With 115 housing units of various sizes (affordable to households earning between 30 percent, 50 percent, and 60 percent of the area median income) and ground-floor commercial space that prioritizes leasing to Black-owned legacy businesses, the Liberty Bank Building manifests Africatown Community Land Trust (ACLT)’s mission of acquiring, developing, and stewarding brick and mortar communally owned land for the Black diaspora.

[RELATED ARTICLE: Scaling Up—How Some Community Land Trusts Are Getting Bigger]

One of ACLT’s stated goals is the “prioritization of local and minority hiring.” Throughout the development of the Liberty Bank Building, more than 30 percent of the $16.7 million paid to subcontractors went to women- and minority-owned businesses. More specifically, over $2.9 million of that money was awarded specifically to Black-owned businesses, helping keep money in the community.

Started in 2016 as a direct response to displacement in the Central District, ACLT brings together a collection of stakeholders with deep ties to the neighborhood who work to retain and steward its land. In order to remain accountable to this goal, the organization maintains a board and leadership staff that include longtime residents of the community. In fact, the CEO, K. Wyking Garrett, is a third-generation resident of the Central District for whom this work is personal.

Given their commitment to the neighborhood, the leadership and board initiate projects that invest in Seattle’s Black community instead of extract from it.

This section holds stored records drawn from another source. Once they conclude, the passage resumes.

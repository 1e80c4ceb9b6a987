//! Guard lint rules

pub mod no_process_env;
pub mod no_verb_noun_confusion;

// Re-export rule structs
pub use no_process_env::NoProcessEnv;
pub use no_verb_noun_confusion::NoVerbNounConfusion;

use crate::Rule;

/// Every rule shipped by the plugin, in registration order
pub fn all_rules() -> Vec<Box<dyn Rule>> {
    vec![
        Box::new(NoProcessEnv::new()),
        Box::new(NoVerbNounConfusion::new()),
    ]
}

As ACLT puts it, “We are here not for income, but for outcome.”

The most obvious challenge associated with this form of development is acquiring resources. When the primary value created in a project is distributed to the community, and not consolidated in the form of monetary profit, it is more difficult to compete in land and property purchase. As a result, ACLT’s development process can take longer than that of for-profit ventures.

In order to secure the financing for Africatown Plaza, another affordable mixed-use development in the Central District that broke ground in February, the ACLT went through a lengthy funding effort that relied primarily on outside donors. That alone puts the land trust at a disadvantage when trying to counter the blistering pace of displacement wrought by developers with deep pockets and wide enough margins to have multiple projects occurring at once, the way that Thomas James Homes can, for example.

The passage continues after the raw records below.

//! guard/no-verb-noun-confusion
//!
//! Discourage "setup" / "login" / "signup" as verbs in user-facing copy. The
//! verbs are two words ("set up", "log in", "sign up"); the one-word forms are
//! nouns or adjectives ("Initial setup", "Login screen").

use std::sync::LazyLock;

use oxc_ast::ast::JSXAttribute;
use oxc_span::Span;
use regex::Regex;

use crate::context::LintContext;
use crate::diagnostic::Diagnostic;
use crate::node::{LintNode, NodeKind};
use crate::utils::jsx_attribute_name;
use crate::{Rule, RuleCategory, RuleDescriptor, RuleMeta};

/// Attributes whose string values are usually shown to users
static UI_COPY_ATTRIBUTES: phf::Set<&'static str> = phf::phf_set! {
    "aria-label",
    "title",
    "placeholder",
};

/// Noun phrases that are fine even when they start with a flagged word
pub const ALLOWED_NOUN_PHRASES: &[&str] = &[
    "setup wizard",
    "initial setup",
    "system setup",
    "database setup",
    "login screen",
    "login form",
    "login page",
    "signup form",
    "signup page",
];

/// The misused word found in a piece of copy
#[derive(Debug, Clone, Copy, PartialEq, Eq)]
pub enum VerbMisuse {
    Setup,
    Login,
    Signup,
}

impl VerbMisuse {
    pub fn message_id(self) -> &'static str {
        match self {
            Self::Setup => "noVerbSetup",
            Self::Login => "noVerbLogin",
            Self::Signup => "noVerbSignup",
        }
    }

    fn help(self) -> &'static str {
        match self {
            Self::Setup => "Write \"Set up\" when it is an action.",
            Self::Login => "Write \"Log in\" when it is an action.",
            Self::Signup => "Write \"Sign up\" when it is an action.",
        }
    }
}

/// Checked in order; the first match wins. Whole-word labels come before
/// leading words. The boundary is ASCII-only: "Setupé" still starts with
/// the word "Setup".
static VERB_PATTERNS: LazyLock<Vec<(Regex, VerbMisuse)>> = LazyLock::new(|| {
    [
        (r"(?i)^setup$", VerbMisuse::Setup),
        (r"(?i)^login$", VerbMisuse::Login),
        (r"(?i)^signup$", VerbMisuse::Signup),
        (r"(?i)^setup(?-u:\b)", VerbMisuse::Setup),
        (r"(?i)^login(?-u:\b)", VerbMisuse::Login),
        (r"(?i)^signup(?-u:\b)", VerbMisuse::Signup),
    ]
    .into_iter()
    .map(|(pattern, misuse)| (Regex::new(pattern).expect("valid verb pattern"), misuse))
    .collect()
});

/// no-verb-noun-confusion rule
#[derive(Debug, Clone, Default)]
pub struct NoVerbNounConfusion;

impl RuleMeta for NoVerbNounConfusion {
    const NAME: &'static str = "no-verb-noun-confusion";
    const CATEGORY: RuleCategory = RuleCategory::Suggestion;
    const DESCRIPTION: &'static str = "Discourage using \"setup\" / \"login\" / \"signup\" as verbs in UI copy; prefer \"set up\" / \"log in\" / \"sign up\".";
    const MESSAGES: &'static [(&'static str, &'static str)] = &[
        (
            "noVerbSetup",
            "Prefer \"set up\" as a verb. Reserve \"setup\" for nouns/adjectives (e.g. \"Initial setup\").",
        ),
        (
            "noVerbLogin",
            "Prefer \"log in\" as a verb. Reserve \"login\" for nouns/adjectives (e.g. \"Login screen\").",
        ),
        (
            "noVerbSignup",
            "Prefer \"sign up\" as a verb. Reserve \"signup\" for nouns/adjectives (e.g. \"Signup form\").",
        ),
    ];
}

impl NoVerbNounConfusion {
    pub fn new() -> Self {
        Self
    }

    /// Whether a string literal is likely rendered to users: only direct
    /// values of `aria-label`, `title` and `placeholder` qualify.
    pub fn is_ui_copy_attribute(parent: Option<&JSXAttribute>) -> bool {
        parent
            .and_then(jsx_attribute_name)
            .is_some_and(|name| UI_COPY_ATTRIBUTES.contains(name))
    }

    /// Classify a piece of copy. Returns `None` for empty text, allowed noun
    /// phrases, and text that does not start with a flagged word.
    pub fn classify(raw: &str) -> Option<VerbMisuse> {
        let text = raw.trim_matches(is_copy_whitespace);
        if text.is_empty() || is_allowed_noun_phrase(text) {
            return None;
        }

        VERB_PATTERNS
            .iter()
            .find(|(pattern, _)| pattern.is_match(text))
            .map(|(_, misuse)| *misuse)
    }

    /// Check a piece of UI copy and report at most one diagnostic
    pub fn check_text(&self, raw: &str, span: Span, ctx: &mut LintContext) {
        let Some(misuse) = Self::classify(raw) else {
            return;
        };
        let message_id = misuse.message_id();
        ctx.report(
            Diagnostic::new(Self::NAME, message_id, span, Self::message(message_id))
                .with_help(misuse.help()),
        );
    }
}

/// Whitespace as JS `String.prototype.trim` sees it: includes the BOM,
/// excludes NEL.
fn is_copy_whitespace(c: char) -> bool {
    c == '\u{FEFF}' || (c.is_whitespace() && c != '\u{0085}')
}

fn is_allowed_noun_phrase(text: &str) -> bool {
    let lower = text.to_lowercase();
    ALLOWED_NOUN_PHRASES
        .iter()
        .any(|phrase| lower.contains(phrase))
}

impl Rule for NoVerbNounConfusion {
    fn name(&self) -> &'static str {
        Self::NAME
    }

    fn descriptor(&self) -> RuleDescriptor {
        RuleDescriptor::of::<Self>()
    }

    fn node_kinds(&self) -> &'static [NodeKind] {
        &[NodeKind::JsxText, NodeKind::StringLiteral]
    }

    fn run<'a>(&self, node: &LintNode<'_, 'a>, ctx: &mut LintContext<'a>) {
        match node {
            LintNode::JsxText(text) => self.check_text(&text.value, node.span(), ctx),
            LintNode::StringLiteral { literal, parent } => {
                if Self::is_ui_copy_attribute(*parent) {
                    self.check_text(&literal.value, node.span(), ctx);
                }
            }
            _ => {}
        }
    }
}

#[cfg(test)]
mod tests {
    use super::*;

    #[test]
    fn test_rule_name() {
        assert_eq!(NoVerbNounConfusion::NAME, "no-verb-noun-confusion");
    }

    #[test]
    fn test_exact_words() {
        assert_eq!(NoVerbNounConfusion::classify("Setup"), Some(VerbMisuse::Setup));
        assert_eq!(NoVerbNounConfusion::classify("LOGIN"), Some(VerbMisuse::Login));
        assert_eq!(NoVerbNounConfusion::classify("  signup \n"), Some(VerbMisuse::Signup));
    }

    #[test]
    fn test_leading_words() {
        assert_eq!(
            NoVerbNounConfusion::classify("Setup your account"),
            Some(VerbMisuse::Setup)
        );
        assert_eq!(
            NoVerbNounConfusion::classify("Login to continue"),
            Some(VerbMisuse::Login)
        );
        assert_eq!(NoVerbNounConfusion::classify("Signup now"), Some(VerbMisuse::Signup));
        assert_eq!(NoVerbNounConfusion::classify("Setup-now"), Some(VerbMisuse::Setup));
    }

    #[test]
    fn test_word_boundary_required() {
        assert_eq!(NoVerbNounConfusion::classify("Setups"), None);
        assert_eq!(NoVerbNounConfusion::classify("Loginless mode"), None);
        assert_eq!(NoVerbNounConfusion::classify("Signup_flow"), None);
    }

    #[test]
    fn test_word_boundary_is_ascii() {
        assert_eq!(NoVerbNounConfusion::classify("Setupé now"), Some(VerbMisuse::Setup));
        assert_eq!(NoVerbNounConfusion::classify("Loginñ"), Some(VerbMisuse::Login));
        assert_eq!(NoVerbNounConfusion::classify("signupü"), Some(VerbMisuse::Signup));
    }

    #[test]
    fn test_two_word_verbs_pass() {
        for text in ["Set up", "Log in", "Sign up", "Set up your account", "Log in to continue"] {
            assert_eq!(NoVerbNounConfusion::classify(text), None, "{text}");
        }
    }

    #[test]
    fn test_allow_list_wins() {
        for text in [
            "Initial setup",
            "Login screen",
            "Complete the signup form",
            "Setup wizard",
            "Login page for admins",
            "DATABASE SETUP",
        ] {
            assert_eq!(NoVerbNounConfusion::classify(text), None, "{text}");
        }
    }

    #[test]
    fn test_only_leading_word_checked() {
        assert_eq!(NoVerbNounConfusion::classify("Go to Login"), None);
        assert_eq!(NoVerbNounConfusion::classify("Please signup"), None);
    }

    #[test]
    fn test_empty_text_ignored() {
        assert_eq!(NoVerbNounConfusion::classify(""), None);
        assert_eq!(NoVerbNounConfusion::classify("   \n\t"), None);
        assert_eq!(NoVerbNounConfusion::classify("\u{FEFF}\u{00A0}"), None);
    }

    #[test]
    fn test_trims_byte_order_mark() {
        assert_eq!(NoVerbNounConfusion::classify("\u{FEFF}Setup"), Some(VerbMisuse::Setup));
        assert_eq!(NoVerbNounConfusion::classify("\u{00A0}Login\u{FEFF}"), Some(VerbMisuse::Login));
        assert!(!is_copy_whitespace('\u{0085}'));
    }

    #[test]
    fn test_message_ids_have_templates() {
        for misuse in [VerbMisuse::Setup, VerbMisuse::Login, VerbMisuse::Signup] {
            assert!(!NoVerbNounConfusion::message(misuse.message_id()).is_empty());
        }
    }

    #[test]
    fn test_ui_copy_attribute_without_parent() {
        assert!(!NoVerbNounConfusion::is_ui_copy_attribute(None));
    }
}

Yet ACLT does not suffer from a lack of ambition. With multiple projects in the pipeline that address affordability, housing stability, and Black homeownership in the Central District, the organization is crafting a model for what equitable development looks like.

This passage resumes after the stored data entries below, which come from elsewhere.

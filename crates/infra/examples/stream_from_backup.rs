//! Example: restore files from a device backup into a local file
//!
//! ```bash
//! export RESTOREKIT_API_BASE_URL=https://storage.example.com
//! export RESTOREKIT_TOKEN=...
//! cargo run -p restorekit-infra --example stream_from_backup -- \
//!     <device-guid> <node-guid> <output.zip> /Users/qa/Downloads/report.pdf
//! ```

use std::sync::Arc;
use std::time::Duration;

use anyhow::Context;
use futures::StreamExt;
use restorekit_core::ArchiveAccessorFactory;
use restorekit_domain::DecryptionCredentials;
use restorekit_infra::{config, init_logging, StaticTokenProvider, StorageApiClient};
use tokio::io::AsyncWriteExt;

#[tokio::main]
async fn main() -> anyhow::Result<()> {
    let config = config::load()?;
    init_logging(&config.logging)?;

    let mut args = std::env::args().skip(1);
    let device_guid = args.next().context("missing device guid")?;
    let node_guid = args.next().context("missing storage node guid")?;
    let output = args.next().context("missing output path")?;
    let paths: Vec<String> = args.collect();
    anyhow::ensure!(!paths.is_empty(), "no archive paths given");

    let token = std::env::var("RESTOREKIT_TOKEN").context("RESTOREKIT_TOKEN is not set")?;
    let client = Arc::new(StorageApiClient::from_config(
        &config.api,
        Arc::new(StaticTokenProvider::new(token)),
    )?);

    let factory = ArchiveAccessorFactory::new(
        client.clone(),
        client.clone(),
        client,
        config.restore.clone(),
    );
    let accessor =
        factory.create(&device_guid, &node_guid, DecryptionCredentials::ServerManaged).await?;

    let mut stream =
        accessor.stream_from_backup(&paths, Some(Duration::from_secs(30)), None).await?;
    let mut file = tokio::fs::File::create(&output).await?;
    let mut written = 0usize;
    while let Some(chunk) = stream.next().await {
        let chunk = chunk?;
        written += chunk.len();
        file.write_all(&chunk).await?;
    }
    file.flush().await?;

    tracing::info!(bytes = written, output = %output, "restore written");
    Ok(())
}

When the community and its residents are prioritized over profit, density can become a powerful thing. Targeted and equitable development has the ability to provide our neighborhoods with things they so desperately need: housing, small business space, cultural space, jobs, and community wealth. Longtime residents of the Central District know this, and their efforts are manifested in the continued work of ACLT. By building with purpose, Africatown Community Land Trust provides a vision for what our communities can be: places where density is created to combat displacement, as opposed to intensifying it.

Density—Two Paths Ahead

For longtime residents of 22nd Avenue, and of the Central District as a whole, the neighborhood is changing. As Seattle continues to boom, properties on their street will be bought and sold, new structures will be built, and new generations of Seattleites will walk beneath the shelter of their large trees. Increased development, in the form of houses, apartments, and everything in between, is both inevitable and necessary to sustain the region’s growth. But that does not have to mean the value of the neighborhood must be based entirely upon square footage and market rates. Density can be built in a way that honors history, culture, equity, and community. Whether that happens hinges upon who is developing the land. Income or outcome. It’s time to decide.